Through Little Dorrit and the Circumlocution Office, through Northcote-Trevelyan, through the room in summer 1914, Cummings builds the case that the rot is structural and old: by Cummings’s reckoning, 1795 Whitehall was better at procurement than 2025 Whitehall by a massive, massive factor. The Cabinet Office is now the centrepiece. The two things everybody at its founding agreed would be a disaster if it ever happened are now, he says, literally its official functions. Cabinet itself has become a Potemkin process; the real decisions are taken by some director-general or task force, and everyone on the other side of the Number 10 door knows the old system is fake.
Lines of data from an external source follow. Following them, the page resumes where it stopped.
//! Vorpal Procedural Math Core
//!
//! This crate provides the numeric building blocks used by Vorpal sketches:
//! gradient noise, 2D/3D vector algebra, and a library of probability
//! distributions. Noise output is a pure function of its inputs and a fixed
//! permutation table, so the same coordinates always produce the same value.
//!
//! # Features
//!
//! - **Noise Engine**: Perlin, Simplex, and Worley noise in 1 to 4 dimensions,
//!   plus fractal layering (FBM)
//! - **Vector Algebra**: Immutable `Vector2D` / `Vector3D` with projection,
//!   reflection, angle, and magnitude limiting
//! - **Distributions**: Uniform, Gaussian, exponential, Poisson, Bernoulli,
//!   binomial, beta, gamma, weighted, and collection sampling
//!
//! # Example
//!
//! ```
//! use vorpal_math::noise::{Noise, PerlinNoise, SimplexNoise};
//! use vorpal_math::distribution::{Distribution, UniformDoubleDistribution};
//! use vorpal_math::vector::{Vector, Vector2D};
//!
//! let perlin = PerlinNoise::new();
//! let height = perlin.noise2(0.25, 0.75);
//! assert!((-1.0..=1.0).contains(&height));
//! assert_eq!(SimplexNoise.noise3(1.5, 2.5, 3.5), SimplexNoise.noise3(1.5, 2.5, 3.5));
//!
//! let mut spread = UniformDoubleDistribution::new(-1.0, 1.0).unwrap();
//! let velocity = Vector2D::random_from(&mut spread).limit_magnitude(0.5);
//! assert!(velocity.magnitude() <= 0.5 + 1e-12);
//! ```
//!
//! # Determinism
//!
//! - Noise generators are deterministic: same coordinates + same construction
//!   parameters = bit-identical output
//! - Distributions draw from a process-wide PCG32 source that can be reseeded
//!   as a whole with [`rng::reseed`]; every distribution also accepts an
//!   explicit generator through `sample_with`

pub mod angle;
pub mod distribution;
pub mod noise;
pub mod permutation;
pub mod rng;
pub mod vector;

// Re-export main types for convenience
pub use angle::{remap, Angle, AngleUnit};
pub use distribution::{Distribution, DistributionError, SizedDistribution};
pub use noise::{Fbm, Noise, NoiseError, PerlinNoise, SimplexNoise, WorleyNoise};
pub use rng::DeterministicRng;
pub use vector::{Vector, Vector2D, Vector3D};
The mechanism is everywhere. Officials write memos saying legal advice forbids the sensible thing; ask to see the legal advice and there is no document. Very few MPs have ever hired or fired anyone or built anything, so they cannot grip the machine even when they want to. And the machine has a worldview: in the Cabinet Office, Cummings claims, it is explicit that you cannot talk about personal responsibility, because that is bullying, or fascism. The whole apparatus is designed to programme the prime minister psychologically so that he does not even know what his own powers are — a huge amount of theatre, the Friday box of appointments, a steady drip of “you just can’t do that.” Calum presses on whether this is simply what modern democracies are, and gets the counterintuitive optimism in return: in practical terms it is far easier to do real regime change in Britain than in America or anywhere in Europe, if anyone wanted to.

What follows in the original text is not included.